Palm oil set for 4% weekly fall on demand concerns
The benchmark palm oil contract for June delivery on the Bursa Malaysia Derivatives Exchange hit its lowest since March 23.

Malaysia's end-March palm oil stocks likely rose 1 per cent from the month before to 1.67 million tonnes, according to forecasts from CGS-CIMB Research.
The benchmark palm oil contract for June delivery on the Bursa Malaysia Derivatives Exchange hit its lowest since March 23 and was down 32 ringgit, or 1.38 per cent, to 2,279 ringgit ($525.72) per tonne by 0252 GMT.

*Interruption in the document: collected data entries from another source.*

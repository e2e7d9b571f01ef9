// Package model for resolution
//
// A Package is one concrete version of a named package together with its
// links. AliasPackage presents an existing package under another version.

mod alias;
mod convert;
mod package;

pub use alias::AliasPackage;
pub use package::Package;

Palm was down more than 4 per cent for the week on mounting concerns over a slump in global demand for the edible oil as the number of coronavirus cases around the world surpassed 1 million.
FUNDAMENTALS
Malaysia's end-March palm oil stocks likely rose 1 per cent from the month before to 1.67 million tonnes, according to forecasts from CGS-CIMB Research.
Malaysia's commodities ministry is appealing to its biggest palm producing state, Sabah, to reopen plantations that have been suspended until mid-April in the fight against the coronavirus, the minister told state TV on Thursday.
Palm oil is affected by price movements in related oils as they compete for a share in the global vegetable oils market.
Palm oil may fall towards 2,253 ringgit per tonne, as it has cleared a support at 2,327 ringgit, said Reuters technical analyst Wang Tao.